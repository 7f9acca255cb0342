//! Integration tests for roles and temporal role membership.

mod helpers;

use chrono::Duration;

use helpers::{PASSWORD, TestApp};
use membership_core::error::ErrorKind;
use membership_core::traits::Store;
use membership_core::types::SqlValue;
use membership_database::repositories::RoleAssignmentRepository;

#[tokio::test]
async fn test_ensure_role_is_idempotent() {
    let app = TestApp::new().await;

    let first = app.engine.roles.ensure_role("Admin").await.unwrap();
    let second = app.engine.roles.ensure_role("Admin").await.unwrap();
    let third = app.engine.roles.ensure_role("  admin ").await.unwrap();

    assert_eq!(first, second);
    assert_eq!(first, third);
    let rows = app
        .count(
            "SELECT COUNT(*) AS n FROM roles WHERE LOWER(name) = ?",
            &[SqlValue::from("admin")],
        )
        .await;
    assert_eq!(rows, 1);
}

#[tokio::test]
async fn test_default_roles_are_seeded() {
    let app = TestApp::new().await;
    let names: Vec<String> = app
        .engine
        .roles
        .list_roles()
        .await
        .unwrap()
        .into_iter()
        .map(|r| r.name)
        .collect();
    assert_eq!(names, ["Administrator", "All", "Member"]);
}

#[tokio::test]
async fn test_empty_role_name_is_rejected() {
    let app = TestApp::new().await;
    let err = app.engine.roles.ensure_role("   ").await.unwrap_err();
    assert!(err.is(ErrorKind::Validation));
}

#[tokio::test]
async fn test_rename_conflicts_with_existing_role() {
    let app = TestApp::new().await;
    let id = app.engine.roles.ensure_role("Editors").await.unwrap();

    let err = app.engine.roles.rename_role(id, "member").await.unwrap_err();
    assert!(err.is(ErrorKind::Conflict));

    app.engine.roles.rename_role(id, "Reviewers").await.unwrap();
    let role = app.engine.roles.find_role("reviewers").await.unwrap();
    assert_eq!(role.id, id);
    assert_eq!(role.name, "Reviewers");

    let err = app.engine.roles.rename_role(9999, "Nobody").await.unwrap_err();
    assert!(err.is(ErrorKind::NotFound));
}

#[tokio::test]
async fn test_membership_is_answerable_across_revocation() {
    let app = TestApp::new().await;
    let id = app.create_test_user("alice", PASSWORD).await;

    let t0 = app.now();
    assert!(app.engine.roles.assign(id, "Member", Some(t0)).await.unwrap());

    app.advance(Duration::days(3));
    let t1 = app.now();
    assert!(app.engine.roles.revoke(id, "Member", Some(t1)).await.unwrap());

    let roles = &app.engine.roles;
    let before = t0 - Duration::seconds(1);
    let during = t0 + Duration::days(1);

    assert!(!roles.effective_roles(id, Some(before)).await.unwrap().contains("Member"));
    assert!(roles.effective_roles(id, Some(t0)).await.unwrap().contains("Member"));
    assert!(roles.effective_roles(id, Some(during)).await.unwrap().contains("Member"));
    assert!(!roles.effective_roles(id, Some(t1)).await.unwrap().contains("Member"));
    assert!(!roles.is_in_role("alice", "member", None).await.unwrap());
    assert!(roles.is_in_role("alice", "member", Some(during)).await.unwrap());

    let mut conn = app.store.connection().await.unwrap();
    let live = RoleAssignmentRepository::find_live(&mut *conn, id).await.unwrap();
    let history = RoleAssignmentRepository::find_history(&mut *conn, id).await.unwrap();
    assert!(live.is_empty());
    assert_eq!(history.len(), 1);
    assert_eq!(history[0].valid_from, t0);
    assert_eq!(history[0].valid_until, Some(t1));
}

#[tokio::test]
async fn test_assign_twice_is_a_no_op() {
    let app = TestApp::new().await;
    let id = app.create_test_user("alice", PASSWORD).await;

    assert!(app.engine.roles.assign(id, "Administrator", None).await.unwrap());
    app.advance(Duration::minutes(1));
    assert!(!app.engine.roles.assign(id, "administrator", None).await.unwrap());

    let live = app
        .count(
            "SELECT COUNT(*) AS n FROM account_roles WHERE account_id = ?",
            &[SqlValue::Int(id)],
        )
        .await;
    assert_eq!(live, 1);
}

#[tokio::test]
async fn test_revoke_without_membership_returns_false() {
    let app = TestApp::new().await;
    let id = app.create_test_user("alice", PASSWORD).await;
    assert!(!app.engine.roles.revoke(id, "Member", None).await.unwrap());
}

#[tokio::test]
async fn test_assign_unknown_role_or_account_is_not_found() {
    let app = TestApp::new().await;
    let id = app.create_test_user("alice", PASSWORD).await;

    let err = app.engine.roles.assign(id, "Ghosts", None).await.unwrap_err();
    assert!(err.is(ErrorKind::NotFound));

    let err = app.engine.roles.assign(4242, "Member", None).await.unwrap_err();
    assert!(err.is(ErrorKind::NotFound));
}

#[tokio::test]
async fn test_future_assignment_starts_later() {
    let app = TestApp::new().await;
    let id = app.create_test_user("alice", PASSWORD).await;
    let start = app.now() + Duration::days(7);

    assert!(app.engine.roles.assign(id, "All", Some(start)).await.unwrap());
    assert!(!app.engine.roles.is_in_role("alice", "All", None).await.unwrap());

    app.advance(Duration::days(8));
    assert!(app.engine.roles.is_in_role("alice", "All", None).await.unwrap());
}

#[tokio::test]
async fn test_unknown_user_holds_no_roles() {
    let app = TestApp::new().await;
    assert!(!app.engine.roles.is_in_role("ghost", "Member", None).await.unwrap());
}

#[tokio::test]
async fn test_earlier_assign_moves_later_one_back() {
    let app = TestApp::new().await;
    let id = app.create_test_user("alice", PASSWORD).await;
    let t0 = app.now();

    assert!(app.engine.roles.assign(id, "Member", Some(t0 + Duration::days(5))).await.unwrap());
    assert!(app.engine.roles.assign(id, "Member", Some(t0)).await.unwrap());

    {
        let mut conn = app.store.connection().await.unwrap();
        let live = RoleAssignmentRepository::find_live(&mut *conn, id).await.unwrap();
        assert_eq!(live.len(), 1);
        assert_eq!(live[0].valid_from, t0);
        assert_eq!(live[0].valid_until, None);
    }

    app.advance(Duration::days(6));
    assert!(app.engine.roles.revoke(id, "Member", None).await.unwrap());
    assert!(!app.engine.roles.is_in_role("alice", "Member", None).await.unwrap());
    assert!(
        app.engine
            .roles
            .is_in_role("alice", "Member", Some(t0 + Duration::days(1)))
            .await
            .unwrap()
    );

    let mut conn = app.store.connection().await.unwrap();
    assert!(RoleAssignmentRepository::find_live(&mut *conn, id).await.unwrap().is_empty());
    let history = RoleAssignmentRepository::find_history(&mut *conn, id).await.unwrap();
    assert_eq!(history.len(), 1);
    assert_eq!(history[0].valid_from, t0);
}

#[tokio::test]
async fn test_assign_within_existing_interval_is_a_no_op() {
    let app = TestApp::new().await;
    let id = app.create_test_user("alice", PASSWORD).await;
    let t0 = app.now();

    assert!(app.engine.roles.assign(id, "Member", Some(t0)).await.unwrap());
    assert!(!app.engine.roles.assign(id, "Member", Some(t0 + Duration::days(2))).await.unwrap());

    let live = app
        .count(
            "SELECT COUNT(*) AS n FROM account_roles WHERE account_id = ?",
            &[SqlValue::Int(id)],
        )
        .await;
    assert_eq!(live, 1);

    app.advance(Duration::days(3));
    assert!(app.engine.roles.revoke(id, "Member", None).await.unwrap());
    assert!(!app.engine.roles.is_in_role("alice", "Member", None).await.unwrap());
}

########

If a line in the entries above has the word "names", copy it.

- _RESPONSE_
    let names: Vec<String> = app
    assert_eq!(names, ["Administrator", "All", "Member"]);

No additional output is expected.